クーデターを成功させた連中を鎮圧する為に、エムデン王国の精鋭達が既に侵攻しています。通常なら何とでもなる問題だったが、彼の国には人間以外の種族が居る」

 

 ここで一旦言葉を切り、何故かカラカラに乾いている喉を潤す為に紅茶を飲む。飲み干す。思った以上に緊張しているみたいだ。

 

「妖狼族は問題無く、魔牛族も対応次第ですが何とかなるでしょう。ですがケルトウッドの森に棲む、エルフの方々が懸案事項だった。愚かな連中が何かしらの無礼を働いた時に、全ての人間を一緒くたに考えて対処される事を恐れ、愚か者達が動く前に説明というか釈明をしたかった。その伝手探しに、ニーレンス公爵が動いてくれていたのですが……」

 

「遅かった。想像以上に愚か者共の行動が早く愚か過ぎた」

 

 僕の言葉を引き継いで、ニーレンス公爵が最悪な行動の結果を語ってくれた。本当に最悪な行動の斜め上を行ってくれる。どういう精神構造をしているのか、頭の中を割って調べたいくらいだ。

 

「だが、ディース殿の最後の言葉。我等が王が待ったを掛けたとは?」

 

 唯一の希望というか最悪を回避出来るかも知れない方法が有るような含みを持たせた思わせぶりな台詞。あのエルフの王が人間に配慮するとは思えないのが正直な感想なんだよね。

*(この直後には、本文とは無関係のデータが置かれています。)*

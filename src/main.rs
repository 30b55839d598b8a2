//! wm0
//!
//! A small stacking X11 window manager. Windows keep the geometry their
//! clients ask for; the user moves, resizes and closes them with a modifier
//! held and a mouse button.

mod config;
mod error;
mod wm;
mod x11_async;

use anyhow::{Context, Result};
use std::sync::Arc;
use tracing::{error, info};
use tracing_subscriber::{layer::SubscriberExt, util::SubscriberInitExt};
use x11rb::connection::Connection;
use x11rb::rust_connection::RustConnection;

use wm::moveresize::ButtonBindings;
use wm::xconn::X11Conn;
use wm::WindowManager;
use x11_async::X11EventStream;

#[tokio::main(flavor = "current_thread")]
async fn main() -> Result<()> {
    tracing_subscriber::registry()
        .with(tracing_subscriber::EnvFilter::new(
            std::env::var("RUST_LOG").unwrap_or_else(|_| "wm0=info,warn".into()),
        ))
        .with(tracing_subscriber::fmt::layer())
        .init();

    info!("Starting wm0");

    let config = config::Config::load().context("Failed to load configuration")?;
    let bindings = ButtonBindings::from_config(&config.bindings)?;

    let (conn, screen_num) = RustConnection::connect(None).context("cannot open display")?;
    let conn = Arc::new(conn);

    let screen = &conn.setup().roots[screen_num];
    let root = screen.root;
    let colormap = screen.default_colormap;
    info!(
        "Connected to X server, screen {} ({}x{}), root 0x{:x}",
        screen_num, screen.width_in_pixels, screen.height_in_pixels, root
    );

    wm::startup::become_wm(conn.as_ref(), root)?;
    let colors = wm::startup::border_colors(conn.as_ref(), colormap, &config.colors)?;

    let mut wm = WindowManager::new(X11Conn::new(conn.clone(), root), bindings, colors);
    wm.scan().context("Failed to scan existing windows")?;

    let stream = X11EventStream::new(conn)?;
    stream.flush()?;

    run(&mut wm, &stream).await;
    drop(stream);

    wm.unmanage_all();
    info!("Connection closed, exiting");
    Ok(())
}

/// Handle events until the connection goes away
async fn run(wm: &mut WindowManager<X11Conn>, stream: &X11EventStream) {
    info!("Entering event loop");
    loop {
        // Drain everything already queued (including events read while
        // waiting for replies) before sleeping on the socket.
        loop {
            match stream.poll_next_event() {
                Ok(Some(event)) => {
                    if let Err(e) = wm.handle_event(event) {
                        error!("Error handling event: {:#}", e);
                    }
                }
                Ok(None) => break,
                Err(e) => {
                    info!("X11 connection lost: {}", e);
                    return;
                }
            }
        }

        stream.wait_readable().await;
    }
}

 結局、バイカルリーズ殿との遣り取りの結果もさ。僕が人間の亜種みたいだから特別だぞって事になったし。多分だが、彼は人間と言う種族に期待も希望も抱いていない。

 絶滅しても『そうか』の一言で済ませちゃうと思うんだ。間違いなくね。そのエルフの王が、無礼を働いたバーリンゲン王国の連中の虐殺を同族に思いとどまらせる真意って?

 

 嫌な汗が背中をつたう。まさかな、そんな事じゃないよな?

 

「我等が王も成長なされた。人間という種族には色々な者が居るので、一緒くたに判断する事は下策だと……」

 

 はい、確定。ディース殿が言葉を止めて、僕を見詰めている事で当たって欲しくない予想が大当たりって事ですよね?深呼吸をして、次に紡ぎ出させるだろう衝撃の言葉に備える。

 

「人間の中にも特殊な者が居り、たとえ一部であっても我等に勝る可能性の有る者の存在が、我等が王の見識を広めたのだ。故に短慮にはしらず、我等に下劣な劣情を抱いた愚か者達への早まった処分を諫めたのだ」

 

 その言葉を聞いて、ニーレンス公爵とメディア嬢の視線が僕に突き刺さる。いえ、僕はエルフ族から人間の亜種として特別扱いされていますが良い意味では有りませんから。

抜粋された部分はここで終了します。